Once considered out of place at prominent classic vehicle auctions, vintage SUVs are rapidly gaining in popularity among collectors. During a series of collector car auctions in Scottsdale earlier this year, 11 vintage Toyota Land Cruisers sold, with the best example – a 1981 Mustard Yellow FJ-40 – selling for $88,000.

The recent public sales are not an outlier according to Hagerty Insurance, host to the largest database of classic cars in the world – this has been a growing trend for the past five years. Hagerty reports the niche segment of vintage SUVs has grown 65% since 2008, nearly twice the percentage rate of the company's overall book of business, which has risen 37% during the same period.

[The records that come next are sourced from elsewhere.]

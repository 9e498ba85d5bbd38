//! Delay computation between attempts.

use std::time::Duration;

use rand::Rng;

use crate::ClientOptions;

/// Capped exponential backoff with jitter and server-hint precedence.
#[derive(Clone, Debug, PartialEq)]
pub struct BackoffPolicy {
    /// Delay before the second attempt, before jitter.
    pub base_delay: Duration,
    /// Ceiling for computed delays.
    pub max_delay: Duration,
    /// Largest fraction shaved off a computed delay at random, in `[0, 1]`.
    pub jitter_ratio: f64,
    /// Longest server hint that is honored; longer hints are ignored.
    pub max_retry_after: Duration,
}

impl Default for BackoffPolicy {
    fn default() -> Self {
        Self::from_options(&ClientOptions::default())
    }
}

impl BackoffPolicy {
    pub fn from_options(options: &ClientOptions) -> Self {
        Self {
            base_delay: Duration::from_millis(options.initial_backoff_ms),
            max_delay: Duration::from_millis(options.max_backoff_ms),
            jitter_ratio: options.jitter_ratio,
            max_retry_after: Duration::from_millis(options.max_retry_after_ms),
        }
    }

    /// Delay to wait after attempt `attempt` (1-based) failed.
    ///
    /// A server hint within `max_retry_after` is used as-is, even above
    /// `max_delay`; only the computed backoff is capped by `max_delay`.
    pub fn delay(&self, attempt: u32, hint: Option<Duration>) -> Duration {
        let sample = rand::thread_rng().gen_range(0.0..1.0);
        self.delay_with_sample(attempt, hint, sample)
    }

    /// Same as [`BackoffPolicy::delay`] with the jitter sample supplied.
    ///
    /// `sample` is a uniform value in `[0, 1)`; `0.0` means no jitter.
    pub fn delay_with_sample(&self, attempt: u32, hint: Option<Duration>, sample: f64) -> Duration {
        if let Some(hint) = hint.filter(|hint| *hint <= self.max_retry_after) {
            return hint;
        }

        let computed = self.exponential(attempt);
        let ratio = if self.jitter_ratio.is_finite() {
            self.jitter_ratio.clamp(0.0, 1.0)
        } else {
            0.0
        };
        let sample = if sample.is_finite() {
            sample.clamp(0.0, 1.0)
        } else {
            0.0
        };
        computed
            .mul_f64(1.0 - ratio * sample)
            .min(self.max_delay)
    }

    /// `base_delay * 2^(attempt - 1)`, capped at `max_delay`.
    fn exponential(&self, attempt: u32) -> Duration {
        let exp = attempt.saturating_sub(1).min(31);
        self.base_delay
            .checked_mul(1u32 << exp)
            .unwrap_or(self.max_delay)
            .min(self.max_delay)
    }
}

#[cfg(test)]
mod tests {
    use std::time::Duration;

    use super::BackoffPolicy;

    fn policy() -> BackoffPolicy {
        BackoffPolicy {
            base_delay: Duration::from_millis(500),
            max_delay: Duration::from_secs(8),
            jitter_ratio: 0.25,
            max_retry_after: Duration::from_secs(60),
        }
    }

    #[test]
    fn doubles_per_attempt_without_jitter() {
        let policy = policy();
        assert_eq!(policy.delay_with_sample(1, None, 0.0), Duration::from_millis(500));
        assert_eq!(policy.delay_with_sample(2, None, 0.0), Duration::from_secs(1));
        assert_eq!(policy.delay_with_sample(3, None, 0.0), Duration::from_secs(2));
        assert_eq!(policy.delay_with_sample(4, None, 0.0), Duration::from_secs(4));
    }

    #[test]
    fn caps_at_max_delay() {
        let policy = policy();
        assert_eq!(policy.delay_with_sample(5, None, 0.0), Duration::from_secs(8));
        assert_eq!(policy.delay_with_sample(40, None, 0.0), Duration::from_secs(8));
        assert_eq!(policy.delay_with_sample(u32::MAX, None, 0.0), Duration::from_secs(8));
    }

    #[test]
    fn attempt_zero_is_treated_as_first() {
        assert_eq!(policy().delay_with_sample(0, None, 0.0), Duration::from_millis(500));
    }

    #[test]
    fn jitter_stays_within_ratio() {
        let policy = policy();
        for _ in 0..200 {
            let delay = policy.delay(2, None);
            assert!(delay <= Duration::from_secs(1), "delay too large: {delay:?}");
            assert!(delay >= Duration::from_millis(750), "delay too small: {delay:?}");
        }
    }

    #[test]
    fn hint_takes_precedence() {
        let policy = policy();
        assert_eq!(
            policy.delay_with_sample(3, Some(Duration::from_millis(100)), 0.9),
            Duration::from_millis(100)
        );
        assert_eq!(policy.delay(1, Some(Duration::ZERO)), Duration::ZERO);
        assert_eq!(
            policy.delay(1, Some(Duration::from_secs(30))),
            Duration::from_secs(30)
        );
    }

    #[test]
    fn unreasonable_hint_falls_back_to_backoff() {
        let policy = policy();
        assert_eq!(
            policy.delay_with_sample(1, Some(Duration::from_secs(3600)), 0.0),
            Duration::from_millis(500)
        );
    }

    #[test]
    fn out_of_range_jitter_is_clamped() {
        let policy = BackoffPolicy {
            jitter_ratio: 7.5,
            ..policy()
        };
        assert_eq!(
            policy.delay_with_sample(1, None, 0.999),
            Duration::from_millis(500).mul_f64(1.0 - 0.999)
        );
        let policy = BackoffPolicy {
            jitter_ratio: f64::NAN,
            ..policy
        };
        assert_eq!(policy.delay_with_sample(1, None, 0.5), Duration::from_millis(500));
    }
}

While vintage Toyota Land Cruisers (202%) appear to be the fastest rising choice among vintage SUVs, other models showing significant movement include 1970s and '80s Jeeps (93%), Ford Broncos (86%) and International Scouts (85%) from the 1960s and '70s.

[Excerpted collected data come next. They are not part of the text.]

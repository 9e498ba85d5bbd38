//! Timer abstraction used between attempts.

use std::time::Duration;

use async_trait::async_trait;
use tokio::time::Instant;

use crate::context::{CallContext, ContextError};

/// Source of time and delays for the retry loop.
///
/// Dropping the future returned by [`Clock::sleep`] must cancel the
/// underlying timer.
#[async_trait]
pub trait Clock: Send + Sync {
    fn now(&self) -> Instant;

    async fn sleep(&self, delay: Duration);
}

/// [`Clock`] backed by `tokio::time`. Honors paused test time.
#[derive(Clone, Copy, Debug, Default)]
pub struct TokioClock;

#[async_trait]
impl Clock for TokioClock {
    fn now(&self) -> Instant {
        Instant::now()
    }

    async fn sleep(&self, delay: Duration) {
        tokio::time::sleep(delay).await;
    }
}

/// Waits for `delay` unless `ctx` fires first.
///
/// The losing branch is dropped, so a pending timer never outlives the wait.
/// A context that has already fired wins even when `delay` is zero.
pub async fn wait(
    clock: &dyn Clock,
    delay: Duration,
    ctx: &CallContext,
) -> Result<(), ContextError> {
    ctx.check()?;
    tokio::select! {
        biased;
        reason = ctx.done() => Err(reason),
        _ = clock.sleep(delay) => Ok(()),
    }
}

"With so many young collectors opting for modern SUVs as their daily drivers, we're seeing a shift in perception of what makes a vehicle cool," says McKeel Hagerty, President and CEO of Hagerty, the world's leading provider of classic car insurance. "Broncos, Land Rovers and other similar vehicles from the '60s and '70s were, for the most part, once seen as utilitarian. But vintage SUVs are becoming more and more collectible, and it appears that trend will continue. This is a great time to get into this segment of the collector car market."

In addition to growth in Hagerty's database, sales analysis of more than 15 major auction houses, recently conducted by the Hagerty Institute, offers further evidence of a budding trend of increased SUV sales and values. Over the last five years, the number of vintage SUV's offered at auction is up 150 percent, and the value of these vehicles has risen 31 percent.

5 Reader Comments

  • 1
    Rod Ellis KC MO May 18, 2013 at 17:09
    Maybe it's me but I don't see most SUVs listed in your valuation tools. Do you have this? and/or What would an average restored 1974 Jeep CJ-5 Renegade 4x4, 304 V-8, 3-speed, T-case, Warn front hubs, five factory mags, etc be worth?
  • 2
    harold nolan Navesink, new jersey July 2, 2013 at 15:50
    Not much was said about the value and interest in the 1969-1972 Chevy K5 Blazer. I bought a 1971 blazer new, and drove it for many years. After about 10 years sitting in my barn, I have been doing a full restoration on it (about 3/4 done). To me, the design of the K5, just the way it sits up, is much nicer than many of the other 1960' and 1970's SUV's. Or maybe it is just because all of my four children (oldest 41) came home from the hospital in the old K5 after they were born.
  • 3
    Chris Tye United States July 30, 2014 at 14:02
    When getting my restored 1968 Chevrolet Suburban K20 evaluated, the tool didn't even have it listed and the closest Suburban listed shows it at a two door SUV. No such animal with 67-72 Suburbans... My Suburban is a family truck for over 40 years, and it is restored back to all OE specifications for 1968. I'd love to see more of these out there, but in 1968 there were less than 300 K20 Suburbans produced I am not holding my breath. Just happy that Hagerty insured it for me.
  • 4
    Harbormate Da UP July 30, 2014 at 09:03
    Ditto on your valuation tools lacking. I have a great, rust free, 1976 IH Scout that I've used to pull Jeeps out of trouble (not kidding) and Scouts have really become popular lately. Not in your evaluation program, however!
  • 5
    Darrell Smith Phoenix July 30, 2014 at 10:57
    I have a 1953 Willys Overland, it has been in my family since it was new, I would really like to see some something on these awesome trucks, why they are never mentioned I don't know, probably because the majority are rust buckets sitting in someones yard (not mine) I see very few restored but the ones I do see are Awesome!